• _Exercise inputs_:
□ □ □ □ □ □ □
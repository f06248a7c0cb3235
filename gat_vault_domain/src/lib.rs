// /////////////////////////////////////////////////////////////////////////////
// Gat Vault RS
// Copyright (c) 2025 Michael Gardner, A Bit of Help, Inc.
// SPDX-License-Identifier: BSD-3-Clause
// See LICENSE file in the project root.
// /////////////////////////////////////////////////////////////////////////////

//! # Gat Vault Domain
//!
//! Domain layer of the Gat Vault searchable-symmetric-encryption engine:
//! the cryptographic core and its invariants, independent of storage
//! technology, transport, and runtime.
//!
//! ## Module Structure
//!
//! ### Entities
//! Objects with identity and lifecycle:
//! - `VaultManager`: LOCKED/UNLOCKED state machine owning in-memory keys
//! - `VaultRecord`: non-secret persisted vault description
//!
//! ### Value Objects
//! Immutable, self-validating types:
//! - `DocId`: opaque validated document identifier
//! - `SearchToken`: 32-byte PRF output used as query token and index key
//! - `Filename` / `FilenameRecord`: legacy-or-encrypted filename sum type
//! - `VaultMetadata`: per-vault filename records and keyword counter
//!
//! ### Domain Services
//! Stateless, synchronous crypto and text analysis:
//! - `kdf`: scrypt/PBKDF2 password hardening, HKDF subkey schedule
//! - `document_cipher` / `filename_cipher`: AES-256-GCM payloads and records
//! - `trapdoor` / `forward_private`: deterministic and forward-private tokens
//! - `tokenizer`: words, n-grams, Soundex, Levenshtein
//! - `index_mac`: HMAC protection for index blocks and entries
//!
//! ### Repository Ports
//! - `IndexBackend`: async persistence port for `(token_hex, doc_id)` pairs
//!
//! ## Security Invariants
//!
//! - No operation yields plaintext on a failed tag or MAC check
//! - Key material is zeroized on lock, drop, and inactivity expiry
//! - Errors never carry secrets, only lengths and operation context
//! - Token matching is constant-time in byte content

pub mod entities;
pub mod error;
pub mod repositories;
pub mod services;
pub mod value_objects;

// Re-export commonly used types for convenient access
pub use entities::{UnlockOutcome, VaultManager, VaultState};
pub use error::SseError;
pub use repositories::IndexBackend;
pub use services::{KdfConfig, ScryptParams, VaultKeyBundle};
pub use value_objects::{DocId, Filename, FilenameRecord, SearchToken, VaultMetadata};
□ □ □ □ □ □ □
Among the lines above, find those carrying the word "types" and copy them out.

• _Response_:
//! Immutable, self-validating types:
// Re-export commonly used types for convenient access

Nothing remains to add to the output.